My wife and I took a two-week vacation to Austria this past summer. I’d been before, mostly studying piano at an intensive program, but she had never visited. I had loved my time there, the natural beauty, the authenticity of culture, and the sense of history surrounding every step. It was worth the rare European trip to return to such a place.
 
We spent about a week in and around Vienna first and saw most of the famous sights, the palaces, the cathedrals, and plenty of composer houses. We took the train to Hallstatt and spent one night in the most gorgeous of little mountain villages. Finally we had several days in and around Salzburg, visiting friends who lived there, plenty of castles, cathedrals, caves, mines and, of course, Mozart.
 
Walking the same streets and within the same rooms as iconic figures certainly humanized history.
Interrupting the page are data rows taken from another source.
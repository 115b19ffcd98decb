//! BOM version resolution and serialization of the resolved manifest.

use serde::Serialize;
use std::collections::{BTreeMap, BTreeSet};

use crate::dependency::DependencyScope;
use crate::error::ManifestError;
use crate::flag::ConfigFlag;
use crate::manifest::{Entry, Manifest};
use crate::plugin::PluginActivation;

/// Where a resolved version came from.
#[derive(Debug, Clone, PartialEq, Eq, Serialize)]
#[serde(tag = "source", rename_all = "kebab-case")]
pub enum VersionOrigin {
    /// Written on the declaration itself.
    Explicit,
    /// Inherited from the named platform BOM.
    Bom { coordinate: String },
}

/// A dependency declaration with a concrete version.
#[derive(Debug, Clone, PartialEq, Eq, Serialize)]
pub struct ResolvedDependency {
    pub coordinate: String,
    pub version: String,
    pub scope: DependencyScope,
    pub origin: VersionOrigin,
}

#[derive(Debug, Clone, PartialEq, Eq, Serialize)]
#[serde(tag = "kind", rename_all = "kebab-case")]
pub enum ResolvedEntry {
    Flag(ConfigFlag),
    Dependency(ResolvedDependency),
    Plugin(PluginActivation),
}

impl ResolvedEntry {
    /// Render this entry as one line of the text manifest format.
    pub fn to_line(&self) -> String {
        match self {
            Self::Flag(flag) => format!("{}: {}", flag.key, flag.value),
            Self::Dependency(dep) => format!(
                "{}: {}@{}",
                dep.scope.line_key(),
                dep.coordinate,
                dep.version
            ),
            Self::Plugin(plugin) => format!("plugin: {}", plugin.id),
        }
    }
}

/// A manifest in which every dependency carries a concrete version.
#[derive(Debug, Clone, PartialEq, Eq, Serialize)]
pub struct ResolvedManifest {
    entries: Vec<ResolvedEntry>,
}

impl Manifest {
    /// Assign versions to versionless dependencies.
    ///
    /// Walking in declaration order, each platform BOM becomes the active
    /// one; a versionless runtime dependency takes the active BOM's version,
    /// while an explicit version is always kept as written.
    pub fn resolve_versions(&self) -> Result<ResolvedManifest, ManifestError> {
        let mut active_bom: Option<(&str, &str)> = None;
        let mut entries = Vec::with_capacity(self.entries().len());

        for entry in self.entries() {
            let resolved = match entry {
                Entry::Flag(flag) => ResolvedEntry::Flag(flag.clone()),
                Entry::Plugin(plugin) => ResolvedEntry::Plugin(plugin.clone()),
                Entry::Dependency(dep) => {
                    let (version, origin) = match (&dep.version, dep.scope) {
                        (Some(version), DependencyScope::PlatformBom) => {
                            active_bom = Some((dep.coordinate.as_str(), version.as_str()));
                            (version.clone(), VersionOrigin::Explicit)
                        }
                        (Some(version), DependencyScope::Runtime) => {
                            if let Some((bom, _)) = active_bom {
                                tracing::debug!(
                                    "{} keeps explicit version {version} over {bom}",
                                    dep.coordinate
                                );
                            }
                            (version.clone(), VersionOrigin::Explicit)
                        }
                        (None, DependencyScope::Runtime) => {
                            let Some((bom, bom_version)) = active_bom else {
                                return Err(ManifestError::UnresolvedVersion {
                                    coordinate: dep.coordinate.clone(),
                                });
                            };
                            tracing::debug!(
                                "{} inherits {bom_version} from {bom}",
                                dep.coordinate
                            );
                            (
                                bom_version.to_string(),
                                VersionOrigin::Bom {
                                    coordinate: bom.to_string(),
                                },
                            )
                        }
                        (None, DependencyScope::PlatformBom) => {
                            return Err(ManifestError::UnresolvedVersion {
                                coordinate: dep.coordinate.clone(),
                            });
                        }
                    };
                    ResolvedEntry::Dependency(ResolvedDependency {
                        coordinate: dep.coordinate.clone(),
                        version,
                        scope: dep.scope,
                        origin,
                    })
                }
            };
            entries.push(resolved);
        }

        Ok(ResolvedManifest { entries })
    }
}

impl ResolvedManifest {
    /// All entries in declaration order.
    pub fn entries(&self) -> &[ResolvedEntry] {
        &self.entries
    }

    /// Runtime dependencies in declaration order (platform BOMs excluded).
    pub fn dependencies(&self) -> impl Iterator<Item = &ResolvedDependency> {
        self.resolved_dependencies()
            .filter(|d| d.scope == DependencyScope::Runtime)
    }

    /// Platform BOMs in declaration order.
    pub fn platforms(&self) -> impl Iterator<Item = &ResolvedDependency> {
        self.resolved_dependencies()
            .filter(|d| d.scope == DependencyScope::PlatformBom)
    }

    pub fn flags(&self) -> BTreeMap<&str, bool> {
        self.entries
            .iter()
            .filter_map(|e| match e {
                ResolvedEntry::Flag(f) => Some((f.key.as_str(), f.value)),
                _ => None,
            })
            .collect()
    }

    pub fn flag(&self, key: &str) -> Option<bool> {
        self.flags().get(key).copied()
    }

    pub fn plugins(&self) -> impl Iterator<Item = &str> {
        self.entries.iter().filter_map(|e| match e {
            ResolvedEntry::Plugin(p) => Some(p.id.as_str()),
            _ => None,
        })
    }

    /// Platform BOMs that no dependency inherited a version from.
    pub fn unused_boms(&self) -> Vec<&str> {
        let used: BTreeSet<&str> = self
            .dependencies()
            .filter_map(|d| match &d.origin {
                VersionOrigin::Bom { coordinate } => Some(coordinate.as_str()),
                VersionOrigin::Explicit => None,
            })
            .collect();
        self.platforms()
            .map(|b| b.coordinate.as_str())
            .filter(|c| !used.contains(c))
            .collect()
    }

    /// Emit one text-format line per entry, in declaration order.
    pub fn serialize(&self) -> Vec<String> {
        self.entries.iter().map(ResolvedEntry::to_line).collect()
    }

    /// Render the resolved manifest as pretty-printed JSON.
    pub fn to_json(&self) -> Result<String, serde_json::Error> {
        serde_json::to_string_pretty(self)
    }

    fn resolved_dependencies(&self) -> impl Iterator<Item = &ResolvedDependency> {
        self.entries.iter().filter_map(|e| match e {
            ResolvedEntry::Dependency(d) => Some(d),
            _ => None,
        })
    }
}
There’s nothing quite like taking a tour of the Austrian Emperor’s palaces and seeing his toilet room to realize that such a figure who wrote history, who conducted powerful military, economic and social forces, was a real, normal human being. Seeing the piano that Beethoven practiced and composed on, or the church where Wolfgang and Constanze were married reminded me that they worked just as hard as I. They loved, laughed and cried. They dealt with the minutia, the mundane, day to day joys and problems, and yet their art survived the centuries, never to be forgotten. 
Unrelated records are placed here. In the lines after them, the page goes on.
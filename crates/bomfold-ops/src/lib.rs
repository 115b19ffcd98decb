pub mod ops_check;
pub mod ops_deps;
pub mod ops_resolve;
pub mod ops_setup;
On our last full day in Salzburg, a Sunday, we visited the Mozart Residence, the place where he spent his formative years. We went early in the morning and just as we were walking out, the bells from a nearby church began to ring.  Standing in this square, I was struck by the thought: Mozart himself probably heard these same bells. I like to at least think they were the exact same bells, but certainly he heard some very similar from the exact same church building. And quite possibly they were rung the exact same way in his day as that day I heard them: by a rope pulled by a church employee. 
​

Given how much the world has changed in the 200+ years since Mozart lived there, it was quite a wondrous realization that such a sound could connect myself to such a famous figure.
 
That moment, and that thought, have inspired me since, especially as I explore traditional repertoire again. This music, truly ‘classical’ music connects figures through time in the same way these bells did. In performing the music of Mozart, I have a direct connection to the artistic passions of a man who lived hundreds of years before, who history has decided to remember. But I’m also connected to people who have played this music since. Great artists who have turned simple notes on a page into beautiful, magical art in sound. The excitement one feels sharing a passion with a friend is amplified when you get to share it with a host of people through time.
 
I’ve been finding this concept inspiring, but also humbling.
 
This music has survived for so many generations for good reason, and I must try to do it justice. There is a certain amount of social capital involved by joining the tradition of performing classical music. So many beautiful artistic ideas have been cultivated with these scores and I have a responsibility to do justice to this artistry.
 
But the time which it has survived through is also present when I play it. These bells I heard in Salzburg rang during war, and were heard by all sorts of figures and events that history would rather forget. The music of Mozart has been played and enjoyed by contemptable people as well. The responsibility of playing this music and accepting the history it has is not just a matter of artistry, but also of reconciliation, of a wish to do good in and for the world.
 
This is one aspect of studying and performing music which contemporary works cannot share in. Non-canonical repertoire simply does not have the accrued temporal history to carry such baggage, both good and bad. As I stated in my previous posts, this is precisely what I was looking for in pursuing the study of contemporary music. But I don’t know a person who doesn’t have some curiosity to understand history. The classical canon gives performers the opportunity to connect through time with sound to history, to worlds long forgotten, and to try and change the world we live in.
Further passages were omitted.